### [Data records]

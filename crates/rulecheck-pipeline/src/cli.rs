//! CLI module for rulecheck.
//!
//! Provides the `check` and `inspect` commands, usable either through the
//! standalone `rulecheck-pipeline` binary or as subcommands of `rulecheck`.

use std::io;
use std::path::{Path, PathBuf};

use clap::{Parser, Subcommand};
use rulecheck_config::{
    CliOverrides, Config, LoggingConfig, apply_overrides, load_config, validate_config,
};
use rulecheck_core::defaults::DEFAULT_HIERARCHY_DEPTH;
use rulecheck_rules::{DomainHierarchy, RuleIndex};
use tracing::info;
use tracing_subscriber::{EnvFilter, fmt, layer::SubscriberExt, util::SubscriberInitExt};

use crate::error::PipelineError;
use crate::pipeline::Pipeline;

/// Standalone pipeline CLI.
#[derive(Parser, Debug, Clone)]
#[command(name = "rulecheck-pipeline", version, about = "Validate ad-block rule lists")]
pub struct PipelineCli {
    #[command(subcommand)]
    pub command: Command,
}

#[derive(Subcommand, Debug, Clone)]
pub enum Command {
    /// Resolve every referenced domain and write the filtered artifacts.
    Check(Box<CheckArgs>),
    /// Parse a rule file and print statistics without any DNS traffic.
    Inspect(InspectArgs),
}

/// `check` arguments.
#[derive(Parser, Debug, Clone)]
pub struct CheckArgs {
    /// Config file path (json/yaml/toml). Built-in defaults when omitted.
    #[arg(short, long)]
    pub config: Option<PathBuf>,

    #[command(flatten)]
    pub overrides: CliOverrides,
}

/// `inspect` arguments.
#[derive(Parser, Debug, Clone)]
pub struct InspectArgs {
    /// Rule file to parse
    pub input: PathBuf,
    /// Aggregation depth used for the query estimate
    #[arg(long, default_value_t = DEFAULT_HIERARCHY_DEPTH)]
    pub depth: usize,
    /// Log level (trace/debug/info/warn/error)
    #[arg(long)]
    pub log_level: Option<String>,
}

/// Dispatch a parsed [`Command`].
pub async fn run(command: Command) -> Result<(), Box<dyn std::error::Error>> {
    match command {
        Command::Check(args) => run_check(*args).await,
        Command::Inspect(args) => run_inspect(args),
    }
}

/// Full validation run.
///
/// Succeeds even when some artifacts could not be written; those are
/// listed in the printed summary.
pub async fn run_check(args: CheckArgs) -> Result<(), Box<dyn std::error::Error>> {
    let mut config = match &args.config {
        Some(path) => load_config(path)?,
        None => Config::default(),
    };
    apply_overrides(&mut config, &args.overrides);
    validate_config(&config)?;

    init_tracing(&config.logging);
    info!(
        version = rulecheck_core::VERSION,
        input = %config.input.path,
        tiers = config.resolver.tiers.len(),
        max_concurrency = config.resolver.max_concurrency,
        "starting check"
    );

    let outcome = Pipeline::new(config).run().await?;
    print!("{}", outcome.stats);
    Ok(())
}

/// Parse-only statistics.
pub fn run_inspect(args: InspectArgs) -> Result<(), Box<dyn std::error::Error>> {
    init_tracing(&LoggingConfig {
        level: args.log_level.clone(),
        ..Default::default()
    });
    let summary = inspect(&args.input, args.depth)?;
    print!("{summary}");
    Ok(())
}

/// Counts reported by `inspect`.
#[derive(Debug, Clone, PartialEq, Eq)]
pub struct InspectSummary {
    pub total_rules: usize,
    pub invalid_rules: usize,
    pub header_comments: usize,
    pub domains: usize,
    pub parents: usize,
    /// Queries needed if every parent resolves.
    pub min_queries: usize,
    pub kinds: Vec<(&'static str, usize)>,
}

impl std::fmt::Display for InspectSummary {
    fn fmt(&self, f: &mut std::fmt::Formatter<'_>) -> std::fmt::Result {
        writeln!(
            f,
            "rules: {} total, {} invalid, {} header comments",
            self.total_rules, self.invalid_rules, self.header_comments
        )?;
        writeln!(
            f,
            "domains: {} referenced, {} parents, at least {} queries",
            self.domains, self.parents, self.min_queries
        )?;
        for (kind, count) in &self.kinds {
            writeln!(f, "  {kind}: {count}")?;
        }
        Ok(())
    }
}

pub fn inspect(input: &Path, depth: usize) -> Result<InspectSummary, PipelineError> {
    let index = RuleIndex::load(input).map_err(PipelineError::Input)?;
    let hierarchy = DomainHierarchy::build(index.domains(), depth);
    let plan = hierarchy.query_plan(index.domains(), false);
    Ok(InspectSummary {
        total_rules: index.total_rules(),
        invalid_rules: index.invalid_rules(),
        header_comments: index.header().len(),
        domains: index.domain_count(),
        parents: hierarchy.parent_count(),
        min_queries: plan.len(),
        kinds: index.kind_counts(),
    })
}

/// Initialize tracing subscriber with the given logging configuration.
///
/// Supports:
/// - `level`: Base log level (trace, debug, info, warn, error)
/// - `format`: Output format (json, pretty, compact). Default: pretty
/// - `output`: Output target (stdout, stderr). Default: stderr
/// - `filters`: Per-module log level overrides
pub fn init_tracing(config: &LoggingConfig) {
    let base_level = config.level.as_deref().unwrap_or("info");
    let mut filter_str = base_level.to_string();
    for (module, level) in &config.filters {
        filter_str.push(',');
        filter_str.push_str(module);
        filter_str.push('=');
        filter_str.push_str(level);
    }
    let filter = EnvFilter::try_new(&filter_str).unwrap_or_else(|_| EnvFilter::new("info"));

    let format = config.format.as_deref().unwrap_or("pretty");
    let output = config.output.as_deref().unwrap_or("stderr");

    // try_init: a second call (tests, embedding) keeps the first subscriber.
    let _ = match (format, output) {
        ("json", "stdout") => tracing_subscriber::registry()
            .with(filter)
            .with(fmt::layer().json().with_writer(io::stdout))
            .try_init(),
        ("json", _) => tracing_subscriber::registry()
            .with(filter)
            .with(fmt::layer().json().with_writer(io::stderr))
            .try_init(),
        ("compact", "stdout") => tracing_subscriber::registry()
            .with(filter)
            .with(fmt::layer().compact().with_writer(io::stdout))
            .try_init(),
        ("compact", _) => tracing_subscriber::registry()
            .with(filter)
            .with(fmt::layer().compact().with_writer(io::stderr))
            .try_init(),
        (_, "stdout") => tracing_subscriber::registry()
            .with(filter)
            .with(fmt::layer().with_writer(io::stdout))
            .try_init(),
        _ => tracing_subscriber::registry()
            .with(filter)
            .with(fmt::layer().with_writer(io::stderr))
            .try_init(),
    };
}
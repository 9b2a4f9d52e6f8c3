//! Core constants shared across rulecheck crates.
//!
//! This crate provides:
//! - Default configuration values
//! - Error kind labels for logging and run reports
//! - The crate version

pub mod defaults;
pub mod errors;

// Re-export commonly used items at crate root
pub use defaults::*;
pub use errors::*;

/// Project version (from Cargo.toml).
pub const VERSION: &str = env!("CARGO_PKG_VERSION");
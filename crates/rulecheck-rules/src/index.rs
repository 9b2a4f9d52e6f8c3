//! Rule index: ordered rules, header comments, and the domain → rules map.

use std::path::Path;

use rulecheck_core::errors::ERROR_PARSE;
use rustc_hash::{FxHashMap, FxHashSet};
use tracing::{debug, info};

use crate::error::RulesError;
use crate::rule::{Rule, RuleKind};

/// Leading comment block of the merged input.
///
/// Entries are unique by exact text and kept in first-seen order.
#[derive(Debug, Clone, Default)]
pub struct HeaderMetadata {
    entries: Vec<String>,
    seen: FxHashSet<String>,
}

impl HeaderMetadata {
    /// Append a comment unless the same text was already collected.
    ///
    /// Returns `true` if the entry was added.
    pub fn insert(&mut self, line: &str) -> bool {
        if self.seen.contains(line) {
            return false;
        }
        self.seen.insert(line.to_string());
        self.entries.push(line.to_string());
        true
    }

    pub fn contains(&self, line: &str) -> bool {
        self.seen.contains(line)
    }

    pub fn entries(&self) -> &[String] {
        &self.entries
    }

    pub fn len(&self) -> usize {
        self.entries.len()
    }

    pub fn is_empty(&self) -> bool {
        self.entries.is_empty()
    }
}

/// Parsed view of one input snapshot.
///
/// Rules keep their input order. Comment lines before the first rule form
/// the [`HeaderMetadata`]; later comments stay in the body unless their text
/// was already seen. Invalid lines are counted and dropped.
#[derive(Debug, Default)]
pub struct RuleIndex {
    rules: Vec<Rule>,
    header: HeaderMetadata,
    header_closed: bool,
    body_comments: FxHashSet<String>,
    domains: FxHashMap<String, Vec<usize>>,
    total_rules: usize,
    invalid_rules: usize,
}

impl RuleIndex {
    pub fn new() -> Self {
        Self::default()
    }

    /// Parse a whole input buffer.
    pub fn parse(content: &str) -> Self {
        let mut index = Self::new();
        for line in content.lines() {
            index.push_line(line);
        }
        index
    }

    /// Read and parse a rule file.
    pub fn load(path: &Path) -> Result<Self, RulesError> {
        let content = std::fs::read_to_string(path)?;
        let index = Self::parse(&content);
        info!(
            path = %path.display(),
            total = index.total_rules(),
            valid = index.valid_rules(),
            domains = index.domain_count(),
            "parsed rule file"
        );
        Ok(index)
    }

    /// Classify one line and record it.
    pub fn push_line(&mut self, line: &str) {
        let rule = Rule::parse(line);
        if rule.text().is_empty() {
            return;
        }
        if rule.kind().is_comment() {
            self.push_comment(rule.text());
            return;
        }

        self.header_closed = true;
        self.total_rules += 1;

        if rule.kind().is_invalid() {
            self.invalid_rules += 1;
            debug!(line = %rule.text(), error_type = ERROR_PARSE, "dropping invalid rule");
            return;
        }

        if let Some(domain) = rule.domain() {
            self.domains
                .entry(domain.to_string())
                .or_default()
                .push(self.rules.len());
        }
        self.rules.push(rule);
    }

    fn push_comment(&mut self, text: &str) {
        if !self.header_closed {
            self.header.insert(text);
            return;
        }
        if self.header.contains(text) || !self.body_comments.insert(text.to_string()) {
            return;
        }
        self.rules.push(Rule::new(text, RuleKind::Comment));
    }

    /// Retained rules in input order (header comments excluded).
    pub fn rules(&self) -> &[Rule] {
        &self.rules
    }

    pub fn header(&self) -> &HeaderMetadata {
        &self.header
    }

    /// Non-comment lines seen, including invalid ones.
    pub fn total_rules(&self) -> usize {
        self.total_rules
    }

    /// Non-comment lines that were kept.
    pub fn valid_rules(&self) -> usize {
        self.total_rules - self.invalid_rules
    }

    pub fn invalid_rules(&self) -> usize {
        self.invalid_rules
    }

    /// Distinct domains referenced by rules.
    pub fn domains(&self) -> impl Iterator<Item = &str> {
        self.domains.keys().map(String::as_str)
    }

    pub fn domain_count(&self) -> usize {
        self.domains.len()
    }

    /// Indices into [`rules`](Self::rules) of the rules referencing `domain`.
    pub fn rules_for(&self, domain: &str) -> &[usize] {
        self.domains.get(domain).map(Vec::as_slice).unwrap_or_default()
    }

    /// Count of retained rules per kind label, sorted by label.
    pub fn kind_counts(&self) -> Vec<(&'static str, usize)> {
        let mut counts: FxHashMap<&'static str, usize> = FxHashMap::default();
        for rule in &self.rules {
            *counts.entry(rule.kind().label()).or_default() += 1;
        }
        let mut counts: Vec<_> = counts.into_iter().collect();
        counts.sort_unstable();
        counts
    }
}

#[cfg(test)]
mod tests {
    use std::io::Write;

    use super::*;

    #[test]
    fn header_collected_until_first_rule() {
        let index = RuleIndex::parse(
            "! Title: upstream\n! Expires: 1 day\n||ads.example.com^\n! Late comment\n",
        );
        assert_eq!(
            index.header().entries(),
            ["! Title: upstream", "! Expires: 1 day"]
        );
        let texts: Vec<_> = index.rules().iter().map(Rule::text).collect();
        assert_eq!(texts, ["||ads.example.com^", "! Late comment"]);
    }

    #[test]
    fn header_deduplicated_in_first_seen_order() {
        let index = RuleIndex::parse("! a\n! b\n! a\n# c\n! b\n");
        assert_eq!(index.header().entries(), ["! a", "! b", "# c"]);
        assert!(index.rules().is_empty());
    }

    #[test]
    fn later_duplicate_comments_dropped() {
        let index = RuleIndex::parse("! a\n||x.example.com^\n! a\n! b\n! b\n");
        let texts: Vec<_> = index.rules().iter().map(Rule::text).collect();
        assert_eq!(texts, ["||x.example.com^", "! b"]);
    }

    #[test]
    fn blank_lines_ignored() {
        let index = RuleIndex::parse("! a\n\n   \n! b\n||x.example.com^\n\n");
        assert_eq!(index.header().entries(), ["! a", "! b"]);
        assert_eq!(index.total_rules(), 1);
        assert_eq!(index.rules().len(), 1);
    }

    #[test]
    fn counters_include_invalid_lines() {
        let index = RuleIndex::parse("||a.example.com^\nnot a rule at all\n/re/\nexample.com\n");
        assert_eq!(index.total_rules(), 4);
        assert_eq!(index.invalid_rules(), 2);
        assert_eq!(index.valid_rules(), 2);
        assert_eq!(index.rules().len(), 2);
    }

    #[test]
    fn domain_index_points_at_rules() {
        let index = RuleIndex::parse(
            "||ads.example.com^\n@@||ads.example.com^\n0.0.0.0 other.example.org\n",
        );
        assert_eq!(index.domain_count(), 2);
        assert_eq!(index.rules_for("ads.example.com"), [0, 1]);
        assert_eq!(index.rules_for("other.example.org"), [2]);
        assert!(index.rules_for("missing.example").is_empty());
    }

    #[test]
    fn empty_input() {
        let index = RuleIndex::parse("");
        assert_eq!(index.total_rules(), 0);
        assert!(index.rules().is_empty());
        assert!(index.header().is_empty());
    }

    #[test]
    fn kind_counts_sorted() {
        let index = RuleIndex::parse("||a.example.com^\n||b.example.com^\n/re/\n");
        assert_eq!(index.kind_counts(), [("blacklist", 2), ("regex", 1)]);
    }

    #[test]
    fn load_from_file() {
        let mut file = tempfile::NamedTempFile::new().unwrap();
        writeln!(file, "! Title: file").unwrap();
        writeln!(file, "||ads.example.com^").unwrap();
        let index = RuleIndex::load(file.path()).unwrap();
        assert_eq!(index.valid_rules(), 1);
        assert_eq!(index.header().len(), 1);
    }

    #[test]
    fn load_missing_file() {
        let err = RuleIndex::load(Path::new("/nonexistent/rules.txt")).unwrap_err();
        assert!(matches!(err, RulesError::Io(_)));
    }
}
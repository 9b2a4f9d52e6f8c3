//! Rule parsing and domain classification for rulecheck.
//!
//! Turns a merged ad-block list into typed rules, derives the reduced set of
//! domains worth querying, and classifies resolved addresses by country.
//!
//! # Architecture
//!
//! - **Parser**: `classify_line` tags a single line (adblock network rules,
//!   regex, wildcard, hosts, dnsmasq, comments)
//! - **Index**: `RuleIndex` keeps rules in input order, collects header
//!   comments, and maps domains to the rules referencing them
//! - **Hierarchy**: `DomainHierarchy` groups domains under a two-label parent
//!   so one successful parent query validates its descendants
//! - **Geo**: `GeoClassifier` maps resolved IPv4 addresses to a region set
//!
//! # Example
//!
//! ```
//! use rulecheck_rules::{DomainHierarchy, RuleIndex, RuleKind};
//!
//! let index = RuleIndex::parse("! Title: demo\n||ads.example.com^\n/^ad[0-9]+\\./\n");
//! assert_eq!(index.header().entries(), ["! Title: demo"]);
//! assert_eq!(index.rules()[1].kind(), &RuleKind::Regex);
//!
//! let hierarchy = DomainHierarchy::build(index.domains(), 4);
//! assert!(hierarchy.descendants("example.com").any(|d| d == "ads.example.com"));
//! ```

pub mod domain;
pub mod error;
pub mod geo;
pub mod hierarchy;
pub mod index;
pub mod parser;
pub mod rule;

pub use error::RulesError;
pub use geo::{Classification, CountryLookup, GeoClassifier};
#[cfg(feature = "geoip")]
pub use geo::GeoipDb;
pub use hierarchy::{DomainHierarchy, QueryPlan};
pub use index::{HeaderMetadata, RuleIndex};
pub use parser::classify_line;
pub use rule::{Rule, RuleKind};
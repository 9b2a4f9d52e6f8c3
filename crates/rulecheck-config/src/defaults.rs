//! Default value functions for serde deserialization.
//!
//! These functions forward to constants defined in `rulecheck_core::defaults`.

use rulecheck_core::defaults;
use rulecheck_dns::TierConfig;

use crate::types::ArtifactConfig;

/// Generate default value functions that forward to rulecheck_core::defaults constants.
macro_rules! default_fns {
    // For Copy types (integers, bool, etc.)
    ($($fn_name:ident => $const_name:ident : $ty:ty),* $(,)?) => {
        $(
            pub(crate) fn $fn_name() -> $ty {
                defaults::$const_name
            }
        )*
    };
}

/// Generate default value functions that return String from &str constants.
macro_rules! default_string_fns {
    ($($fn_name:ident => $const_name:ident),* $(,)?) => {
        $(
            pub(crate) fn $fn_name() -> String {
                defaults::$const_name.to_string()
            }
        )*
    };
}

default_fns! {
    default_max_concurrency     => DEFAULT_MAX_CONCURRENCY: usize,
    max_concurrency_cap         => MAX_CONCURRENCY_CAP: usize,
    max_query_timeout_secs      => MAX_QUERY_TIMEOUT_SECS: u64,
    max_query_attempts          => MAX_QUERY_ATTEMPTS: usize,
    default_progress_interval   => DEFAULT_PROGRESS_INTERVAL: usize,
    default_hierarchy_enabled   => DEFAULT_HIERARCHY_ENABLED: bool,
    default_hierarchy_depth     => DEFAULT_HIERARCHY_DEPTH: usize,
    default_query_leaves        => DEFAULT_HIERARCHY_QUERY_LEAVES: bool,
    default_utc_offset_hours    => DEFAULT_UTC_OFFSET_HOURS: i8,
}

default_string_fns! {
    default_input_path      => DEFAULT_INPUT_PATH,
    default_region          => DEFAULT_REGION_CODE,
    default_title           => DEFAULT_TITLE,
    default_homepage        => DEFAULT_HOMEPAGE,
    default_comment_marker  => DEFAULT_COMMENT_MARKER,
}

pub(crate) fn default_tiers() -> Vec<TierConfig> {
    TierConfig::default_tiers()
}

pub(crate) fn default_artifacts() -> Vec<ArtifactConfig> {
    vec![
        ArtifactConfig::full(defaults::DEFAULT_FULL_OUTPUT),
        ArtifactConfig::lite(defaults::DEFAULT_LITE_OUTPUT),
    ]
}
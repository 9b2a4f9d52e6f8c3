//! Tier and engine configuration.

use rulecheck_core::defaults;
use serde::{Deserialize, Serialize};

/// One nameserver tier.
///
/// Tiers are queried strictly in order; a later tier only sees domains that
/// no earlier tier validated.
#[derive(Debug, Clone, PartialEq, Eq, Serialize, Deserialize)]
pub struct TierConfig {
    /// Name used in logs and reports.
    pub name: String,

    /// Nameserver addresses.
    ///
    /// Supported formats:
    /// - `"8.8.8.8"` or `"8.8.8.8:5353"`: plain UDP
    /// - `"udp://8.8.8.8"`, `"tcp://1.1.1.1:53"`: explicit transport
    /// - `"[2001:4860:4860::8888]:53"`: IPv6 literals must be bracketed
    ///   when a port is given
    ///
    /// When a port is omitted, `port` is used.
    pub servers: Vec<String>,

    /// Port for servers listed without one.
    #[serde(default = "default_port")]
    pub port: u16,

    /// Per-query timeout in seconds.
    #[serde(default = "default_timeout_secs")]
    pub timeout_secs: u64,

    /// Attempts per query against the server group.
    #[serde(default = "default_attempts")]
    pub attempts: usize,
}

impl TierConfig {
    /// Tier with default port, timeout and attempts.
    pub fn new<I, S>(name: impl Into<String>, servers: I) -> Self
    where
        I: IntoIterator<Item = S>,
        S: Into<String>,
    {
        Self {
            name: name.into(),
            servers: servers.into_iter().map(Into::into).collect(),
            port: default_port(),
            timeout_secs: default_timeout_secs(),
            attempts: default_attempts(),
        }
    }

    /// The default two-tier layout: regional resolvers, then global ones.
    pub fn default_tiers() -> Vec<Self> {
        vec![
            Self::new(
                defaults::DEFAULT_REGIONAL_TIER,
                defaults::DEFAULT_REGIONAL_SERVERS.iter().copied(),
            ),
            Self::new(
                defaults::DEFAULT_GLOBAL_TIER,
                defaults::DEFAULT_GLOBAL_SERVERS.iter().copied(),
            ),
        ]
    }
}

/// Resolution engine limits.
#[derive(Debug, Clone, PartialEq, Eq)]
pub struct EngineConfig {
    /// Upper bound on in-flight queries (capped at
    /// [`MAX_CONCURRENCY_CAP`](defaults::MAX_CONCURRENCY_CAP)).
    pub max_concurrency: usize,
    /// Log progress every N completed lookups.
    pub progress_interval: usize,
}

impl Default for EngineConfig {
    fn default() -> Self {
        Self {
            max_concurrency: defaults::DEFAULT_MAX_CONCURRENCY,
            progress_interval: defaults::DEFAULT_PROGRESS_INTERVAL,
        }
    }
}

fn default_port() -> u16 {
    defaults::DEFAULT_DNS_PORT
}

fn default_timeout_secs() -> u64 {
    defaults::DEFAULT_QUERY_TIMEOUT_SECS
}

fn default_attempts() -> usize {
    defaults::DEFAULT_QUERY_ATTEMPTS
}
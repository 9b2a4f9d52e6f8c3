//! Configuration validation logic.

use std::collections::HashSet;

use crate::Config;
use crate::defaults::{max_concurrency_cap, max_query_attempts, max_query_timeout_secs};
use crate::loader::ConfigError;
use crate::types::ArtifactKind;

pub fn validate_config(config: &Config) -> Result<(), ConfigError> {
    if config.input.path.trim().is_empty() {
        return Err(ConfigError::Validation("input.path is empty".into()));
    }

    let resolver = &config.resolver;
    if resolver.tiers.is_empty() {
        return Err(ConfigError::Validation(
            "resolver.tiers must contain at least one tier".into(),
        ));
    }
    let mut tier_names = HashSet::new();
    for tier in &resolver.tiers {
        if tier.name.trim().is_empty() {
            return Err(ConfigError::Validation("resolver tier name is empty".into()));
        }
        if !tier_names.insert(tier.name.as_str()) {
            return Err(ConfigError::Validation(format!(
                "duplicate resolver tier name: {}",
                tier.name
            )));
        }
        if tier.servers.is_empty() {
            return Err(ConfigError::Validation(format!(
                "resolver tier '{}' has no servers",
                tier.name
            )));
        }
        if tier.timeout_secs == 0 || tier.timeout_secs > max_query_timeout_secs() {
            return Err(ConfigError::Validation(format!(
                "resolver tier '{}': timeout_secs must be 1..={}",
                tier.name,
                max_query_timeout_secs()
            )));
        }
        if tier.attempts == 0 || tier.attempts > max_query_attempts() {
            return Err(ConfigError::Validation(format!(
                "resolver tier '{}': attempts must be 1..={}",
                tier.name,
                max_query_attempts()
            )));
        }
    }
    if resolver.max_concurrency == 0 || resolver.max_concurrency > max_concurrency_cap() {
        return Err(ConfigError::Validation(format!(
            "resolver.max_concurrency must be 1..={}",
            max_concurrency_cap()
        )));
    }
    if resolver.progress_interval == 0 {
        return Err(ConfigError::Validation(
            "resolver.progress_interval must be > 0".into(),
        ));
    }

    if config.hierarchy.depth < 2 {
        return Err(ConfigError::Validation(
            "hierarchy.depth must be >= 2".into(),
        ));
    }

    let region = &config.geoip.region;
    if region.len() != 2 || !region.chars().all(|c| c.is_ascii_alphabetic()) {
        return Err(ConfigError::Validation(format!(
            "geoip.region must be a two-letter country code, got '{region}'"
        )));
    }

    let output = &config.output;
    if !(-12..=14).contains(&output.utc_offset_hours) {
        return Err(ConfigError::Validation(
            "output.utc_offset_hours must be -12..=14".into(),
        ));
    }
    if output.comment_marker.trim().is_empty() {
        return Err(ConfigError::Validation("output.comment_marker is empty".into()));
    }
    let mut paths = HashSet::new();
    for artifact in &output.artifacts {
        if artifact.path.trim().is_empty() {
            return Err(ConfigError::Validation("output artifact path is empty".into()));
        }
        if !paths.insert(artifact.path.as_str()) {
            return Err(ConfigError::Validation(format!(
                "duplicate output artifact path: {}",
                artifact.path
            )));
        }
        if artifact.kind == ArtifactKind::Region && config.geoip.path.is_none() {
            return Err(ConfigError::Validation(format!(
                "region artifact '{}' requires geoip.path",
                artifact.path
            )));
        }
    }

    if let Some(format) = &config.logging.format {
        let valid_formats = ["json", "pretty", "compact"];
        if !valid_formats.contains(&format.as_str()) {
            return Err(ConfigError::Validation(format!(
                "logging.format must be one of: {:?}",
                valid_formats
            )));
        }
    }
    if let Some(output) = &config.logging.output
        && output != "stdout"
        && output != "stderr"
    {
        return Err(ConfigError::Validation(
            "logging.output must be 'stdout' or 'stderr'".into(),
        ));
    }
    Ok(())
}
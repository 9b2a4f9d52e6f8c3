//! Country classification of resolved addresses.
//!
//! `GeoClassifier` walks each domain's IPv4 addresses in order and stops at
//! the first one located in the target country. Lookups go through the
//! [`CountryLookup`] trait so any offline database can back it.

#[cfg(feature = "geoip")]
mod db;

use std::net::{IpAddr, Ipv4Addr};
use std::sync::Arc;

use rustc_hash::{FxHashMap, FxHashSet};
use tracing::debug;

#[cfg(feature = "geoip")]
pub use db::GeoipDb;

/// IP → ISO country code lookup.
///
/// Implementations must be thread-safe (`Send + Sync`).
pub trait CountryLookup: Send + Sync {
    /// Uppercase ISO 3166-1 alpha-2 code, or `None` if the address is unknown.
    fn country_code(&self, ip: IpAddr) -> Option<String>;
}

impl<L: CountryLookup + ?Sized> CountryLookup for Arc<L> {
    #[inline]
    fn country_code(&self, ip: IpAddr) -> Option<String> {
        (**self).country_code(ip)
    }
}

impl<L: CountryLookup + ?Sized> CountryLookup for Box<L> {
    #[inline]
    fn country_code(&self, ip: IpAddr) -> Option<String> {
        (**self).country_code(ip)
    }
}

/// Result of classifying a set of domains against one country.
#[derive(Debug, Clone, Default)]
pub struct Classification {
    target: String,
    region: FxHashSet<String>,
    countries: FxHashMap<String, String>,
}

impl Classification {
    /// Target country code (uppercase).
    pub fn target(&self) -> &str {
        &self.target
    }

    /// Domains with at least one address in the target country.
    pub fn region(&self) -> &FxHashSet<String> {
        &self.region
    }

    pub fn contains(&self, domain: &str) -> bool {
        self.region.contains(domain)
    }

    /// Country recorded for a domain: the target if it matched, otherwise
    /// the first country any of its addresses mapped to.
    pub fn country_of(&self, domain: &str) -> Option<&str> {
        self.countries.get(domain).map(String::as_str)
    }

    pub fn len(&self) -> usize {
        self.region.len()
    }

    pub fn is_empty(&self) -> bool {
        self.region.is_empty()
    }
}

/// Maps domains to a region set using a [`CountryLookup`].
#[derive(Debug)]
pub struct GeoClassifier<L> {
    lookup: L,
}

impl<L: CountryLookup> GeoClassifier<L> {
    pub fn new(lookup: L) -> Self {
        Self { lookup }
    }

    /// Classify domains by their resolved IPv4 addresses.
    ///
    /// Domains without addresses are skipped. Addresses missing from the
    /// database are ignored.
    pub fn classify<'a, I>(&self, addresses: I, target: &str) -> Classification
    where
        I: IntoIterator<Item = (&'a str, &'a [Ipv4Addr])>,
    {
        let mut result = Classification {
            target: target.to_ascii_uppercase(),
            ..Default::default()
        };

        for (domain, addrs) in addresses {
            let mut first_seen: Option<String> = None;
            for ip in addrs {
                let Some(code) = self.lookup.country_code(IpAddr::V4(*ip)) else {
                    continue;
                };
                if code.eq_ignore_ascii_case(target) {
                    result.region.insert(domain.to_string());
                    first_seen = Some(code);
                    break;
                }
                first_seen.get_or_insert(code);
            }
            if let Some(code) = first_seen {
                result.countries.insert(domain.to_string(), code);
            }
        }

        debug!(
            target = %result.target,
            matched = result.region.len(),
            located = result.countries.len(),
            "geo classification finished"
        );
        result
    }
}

### [Work instructions]
Copy out all the lines of the records that include "FxHashSet".

### [Response to this task]
use rustc_hash::{FxHashMap, FxHashSet};
    seen: FxHashSet<String>,
    body_comments: FxHashSet<String>,
use rustc_hash::{FxHashMap, FxHashSet};
    region: FxHashSet<String>,
    pub fn region(&self) -> &FxHashSet<String> {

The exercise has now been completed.